It is daunting to look for a new medical office space, not to mention the anxiety of commitment. So what’s important in a medical office space? What are the deal breakers? Here are a few thoughts.
Avoid the devil. It may sometimes be difficult to deal with a big landlord or real estate company, but with that difficulty comes professionalism. If you get the sense that the landlord does not have his act together, or is unethical, then don’t sign a lease in that building. Look for danger signs such as a last minute change to a term sheet, or reneging on an offer.

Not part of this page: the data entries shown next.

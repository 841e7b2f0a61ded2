//! Ingestion of inbound bus messages.
//!
//! Messages are handled one at a time in arrival order. A message that cannot be handled
//! is logged and counted, then the pipeline moves on: there is no retry and no
//! dead-letter queue.
use std::sync::Arc;

use biogas_common::metrics::{report_dropped, report_inserted, report_received, report_store_error};
use biogas_common::records::{CalibrationOutcome, SensorId};
use biogas_common::store::{Store, StoreError};
use biogas_common::validation::{
    validate_actuator_data, validate_sensor_data, validate_sensor_errors,
};
use chrono::Utc;
use serde_json::Value;
use tokio::sync::mpsc;
use tracing::{debug, error, info, warn};

use crate::bus::InboundMessage;
use crate::config::Topics;
use crate::correlation::Correlation;
use crate::error::IngestError;

pub struct Pipeline {
    store: Arc<dyn Store>,
    correlation: Arc<Correlation>,
    topics: Topics,
}

impl Pipeline {
    pub fn new(store: Arc<dyn Store>, correlation: Arc<Correlation>, topics: Topics) -> Self {
        Self {
            store,
            correlation,
            topics,
        }
    }

    /// Consume the bus channel until the supervisor drops its sender.
    pub async fn run(self, mut inbound: mpsc::Receiver<InboundMessage>) {
        while let Some(message) = inbound.recv().await {
            self.handle(&message.topic, &message.payload).await;
        }
        info!("inbound channel closed, ingestion stopped");
    }

    /// Process one message. Failures are logged and counted, never returned.
    pub async fn handle(&self, topic: &str, payload: &[u8]) {
        report_received(topic);

        if let Err(err) = self.process(topic, payload).await {
            match &err {
                IngestError::MalformedJson(_) => warn!(
                    topic,
                    payload = %String::from_utf8_lossy(payload),
                    "dropping message: {}", err
                ),
                IngestError::Store(_) => error!(topic, "failed to persist message: {}", err),
                _ => warn!(topic, "dropping message: {}", err),
            }
            report_dropped(err.reason());
        }
    }

    async fn process(&self, topic: &str, payload: &[u8]) -> Result<(), IngestError> {
        let message: Value = serde_json::from_slice(payload)?;

        if topic == self.topics.sensors {
            self.handle_sensors(&message).await
        } else if topic == self.topics.control {
            self.handle_control(&message).await
        } else if topic == self.topics.calibration_response {
            self.handle_calibration_response(message).await;
            Ok(())
        } else {
            Err(IngestError::UnknownTopic(topic.to_owned()))
        }
    }

    async fn handle_sensors(&self, message: &Value) -> Result<(), IngestError> {
        if self.correlation.warmup_active() {
            info!("warmup active, skipping sensor data");
            return Ok(());
        }

        let sensors = message
            .get("sensors")
            .ok_or(IngestError::MissingBlock("sensors"))?;
        let reading = validate_sensor_data(sensors)?;

        let errors = match message.get("sensor_errors") {
            None => None,
            Some(block) => match validate_sensor_errors(block) {
                Ok(errors) => Some(errors),
                Err(err) => {
                    warn!("skipping sensor_errors block: {}", err);
                    None
                }
            },
        };

        let sensor_id = self
            .store
            .insert_sensor_reading(&reading)
            .await
            .map_err(|err| store_failure("insert_sensor_reading", err))?;
        report_inserted("sensor_data");
        self.correlation.set_latest_sensor_id(sensor_id);
        debug!(sensor_id, "stored sensor reading");

        if let Some(errors) = errors {
            self.store
                .insert_sensor_errors(&errors.for_sensor(sensor_id))
                .await
                .map_err(|err| store_failure("insert_sensor_errors", err))?;
            report_inserted("sensor_errors");
        }

        Ok(())
    }

    async fn handle_control(&self, message: &Value) -> Result<(), IngestError> {
        if let Some(flag) = message.get("system").and_then(|s| s.get("warmup_active")) {
            let active = flag.as_f64() == Some(1.0);
            let previous = self.correlation.set_warmup_active(active);
            if previous != active {
                info!(warmup_active = active, "warmup mode changed");
            }
        }

        let Some(actuators) = message.get("actuators") else {
            return Ok(());
        };
        if self.correlation.warmup_active() {
            info!("warmup active, skipping actuator data");
            return Ok(());
        }

        let readings = validate_actuator_data(actuators)?;
        let sensor_id = self
            .resolve_sensor_id()
            .await?
            .ok_or(IngestError::NoSensorReading)?;

        self.store
            .insert_actuator_state(&readings.for_sensor(sensor_id))
            .await
            .map_err(|err| store_failure("insert_actuator_state", err))?;
        report_inserted("actuator_data");

        Ok(())
    }

    /// The cached id of the latest reading, falling back to asking the store.
    async fn resolve_sensor_id(&self) -> Result<Option<SensorId>, IngestError> {
        if let Some(id) = self.correlation.latest_sensor_id() {
            return Ok(Some(id));
        }

        let latest = self
            .store
            .latest_sensor_id()
            .await
            .map_err(|err| store_failure("latest_sensor_id", err))?;
        if let Some(id) = latest {
            self.correlation.set_latest_sensor_id(id);
        }
        Ok(latest)
    }

    async fn handle_calibration_response(&self, response: Value) {
        let succeeded = response.get("success").is_some_and(is_truthy)
            || response.get("status").and_then(Value::as_str) == Some("success");
        let outcome = if succeeded {
            CalibrationOutcome::Success
        } else {
            CalibrationOutcome::Failed
        };

        let log = self
            .correlation
            .complete_calibration(outcome, response, Utc::now());
        info!(outcome = outcome.as_str(), offset = ?log.offset, "calibration finished");

        match self.store.insert_calibration_log(&log).await {
            Ok(()) => report_inserted("calibration_logs"),
            Err(err) => {
                report_store_error("insert_calibration_log");
                error!("failed to persist calibration log: {}", err);
            }
        }
    }
}

fn store_failure(operation: &'static str, error: StoreError) -> IngestError {
    report_store_error(operation);
    IngestError::Store(error)
}

/// Loose truthiness, as devices report `success` as a bool, a number or a string.
fn is_truthy(value: &Value) -> bool {
    match value {
        Value::Null => false,
        Value::Bool(b) => *b,
        Value::Number(n) => n.as_f64().is_some_and(|n| n != 0.0),
        Value::String(s) => !s.is_empty(),
        Value::Array(_) | Value::Object(_) => true,
    }
}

Be sure the price is right. Benjamin Franklin wrote ““If you can’t pay for a thing, don’t buy it. If you can’t get paid for it, don’t sell it. Do this, and you will have calm and drowsy nights, with all of the good business you have now and none of the bad.” The take home point is, if you don’t think you can afford the rent, don’t get into it.
Don’t put a square peg in a round hole. Pick an office and a price-point that is right for you. If you plan to open a general practice serving primarily working class people, don’t look to take over the office of the local plastic surgeon. Conversely, if you are selling face lifts you need to walk the walk and talk the talk.

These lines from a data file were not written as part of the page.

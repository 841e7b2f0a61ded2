use std::str::FromStr;
use std::sync::{Mutex, PoisonError};

use async_trait::async_trait;
use thiserror::Error;

use crate::records::{
    ActuatorState, CalibrationLog, SensorErrorMargin, SensorId, SensorReading,
};

/// Enumeration of errors for operations against a record store.
/// Errors originate from the backend client and are wrapped to record which operation failed.
#[derive(Error, Debug)]
pub enum StoreError {
    #[error("connection failed with: {error}")]
    ConnectionError { error: sqlx::Error },
    #[error("{operation} query failed with: {error}")]
    QueryError {
        operation: &'static str,
        error: sqlx::Error,
    },
    #[error("{operation} request failed with: {error}")]
    RequestError {
        operation: &'static str,
        error: reqwest::Error,
    },
    #[error("{operation} returned an unexpected response: {reason}")]
    UnexpectedResponse {
        operation: &'static str,
        reason: String,
    },
    #[error("invalid store url: {0}")]
    InvalidUrl(#[from] url::ParseError),
}

pub type StoreResult<T> = std::result::Result<T, StoreError>;

/// Insert and query capability over the bridge's record stores.
#[async_trait]
pub trait Store: Send + Sync {
    /// Persist a reading and return the identifier the store assigned to it.
    async fn insert_sensor_reading(&self, reading: &SensorReading) -> StoreResult<SensorId>;
    async fn insert_sensor_errors(&self, margin: &SensorErrorMargin) -> StoreResult<()>;
    async fn insert_actuator_state(&self, state: &ActuatorState) -> StoreResult<()>;
    /// Identifier of the most recently created sensor reading, if there is one.
    async fn latest_sensor_id(&self) -> StoreResult<Option<SensorId>>;
    async fn insert_calibration_log(&self, log: &CalibrationLog) -> StoreResult<()>;
}

#[derive(Debug, Clone, Copy, PartialEq, Eq)]
pub enum StoreBackend {
    Postgres,
    Rest,
    Memory,
}

impl FromStr for StoreBackend {
    type Err = String;

    fn from_str(s: &str) -> Result<Self, Self::Err> {
        match s.trim().to_lowercase().as_ref() {
            "postgres" => Ok(StoreBackend::Postgres),
            "rest" => Ok(StoreBackend::Rest),
            "memory" => Ok(StoreBackend::Memory),
            _ => Err(format!(
                "unknown store backend: {s}, must be postgres, rest or memory"
            )),
        }
    }
}

impl StoreBackend {
    pub fn as_str(&self) -> &'static str {
        match self {
            StoreBackend::Postgres => "postgres",
            StoreBackend::Rest => "rest",
            StoreBackend::Memory => "memory",
        }
    }
}

/// A store call as observed by `MemoryStore`, in the order it happened.
#[derive(Debug, Clone, PartialEq)]
pub enum StoreOperation {
    SensorReading(SensorId, SensorReading),
    SensorErrors(SensorErrorMargin),
    ActuatorState(ActuatorState),
    LatestSensorQuery,
    CalibrationLog(CalibrationLog),
}

/// A store that keeps everything in process memory and logs each write.
///
/// Every call is kept for the life of the process and nothing is ever evicted, so this
/// backend is only meant for tests and short local runs without a database.
#[derive(Default)]
pub struct MemoryStore {
    operations: Mutex<Vec<StoreOperation>>,
}

impl MemoryStore {
    pub fn new() -> Self {
        Self::default()
    }

    /// Every call made so far, oldest first.
    pub fn operations(&self) -> Vec<StoreOperation> {
        self.operations
            .lock()
            .unwrap_or_else(PoisonError::into_inner)
            .clone()
    }

    fn record(&self, operation: StoreOperation) {
        self.operations
            .lock()
            .unwrap_or_else(PoisonError::into_inner)
            .push(operation);
    }

    fn readings(&self) -> impl Iterator<Item = SensorId> {
        self.operations()
            .into_iter()
            .filter_map(|operation| match operation {
                StoreOperation::SensorReading(id, _) => Some(id),
                _ => None,
            })
    }
}

#[async_trait]
impl Store for MemoryStore {
    async fn insert_sensor_reading(&self, reading: &SensorReading) -> StoreResult<SensorId> {
        let mut operations = self
            .operations
            .lock()
            .unwrap_or_else(PoisonError::into_inner);
        let id = operations
            .iter()
            .filter(|operation| matches!(operation, StoreOperation::SensorReading(..)))
            .count() as SensorId
            + 1;
        operations.push(StoreOperation::SensorReading(id, *reading));

        tracing::info!(id, "sensor reading: {:?}", reading);
        Ok(id)
    }

    async fn insert_sensor_errors(&self, margin: &SensorErrorMargin) -> StoreResult<()> {
        tracing::info!("sensor error margin: {:?}", margin);
        self.record(StoreOperation::SensorErrors(*margin));
        Ok(())
    }

    async fn insert_actuator_state(&self, state: &ActuatorState) -> StoreResult<()> {
        tracing::info!("actuator state: {:?}", state);
        self.record(StoreOperation::ActuatorState(*state));
        Ok(())
    }

    async fn latest_sensor_id(&self) -> StoreResult<Option<SensorId>> {
        let latest = self.readings().last();
        self.record(StoreOperation::LatestSensorQuery);
        Ok(latest)
    }

    async fn insert_calibration_log(&self, log: &CalibrationLog) -> StoreResult<()> {
        tracing::info!("calibration log: {:?}", log);
        self.record(StoreOperation::CalibrationLog(log.clone()));
        Ok(())
    }
}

Highways shrink distance. Although it is nice to be in the center of town, if your town is only 7,211 people that’s still not so good. Research your catchment area and put yourself within a few minutes of your area’s major highways.
Parking, parking, and more parking. Medical offices are parking hogs. Between the doctors, the staff and the constant patient flows, a parking lot can be overflowing in no time. Run, don’t walk, away from an office building with insufficient parking. If the broker tells you about the nearby municipal lot or on-street parking, keep running. (Note: this caveat does not apply in dense urban areas where people take public transportation and don’t own cars, such as New York City.) Most zoning laws require a parking ratio of at least 4 spots per 1,000 square feet of office space, and sometimes more.
The shell game. It is convenient sometimes to take over a built out space, just move in and start practicing. Sometimes this works out, depending who had the space before you. However, if you start with a shell, or demolish to a shell, you have total control over your final layout. This will be more efficient. Often the landlord will contribute to this build-out in the form of a Tenant Improvement allowance, or Landlord’s Work. This is usually a tug-of-war between length of lease term, amount of work, and base rent.
What goes around comes around. Although it might be nice to have a stand-along medical building housing just your practice, there are advantages to being in a medical building. You can build your practice by referral from other physician’s in the building, or just by foot traffic and potential patients viewing the building directory.
Shop carefully, take your time, negotiate for spaces that you can walk away from, and consider sharing a medical office space for efficiency.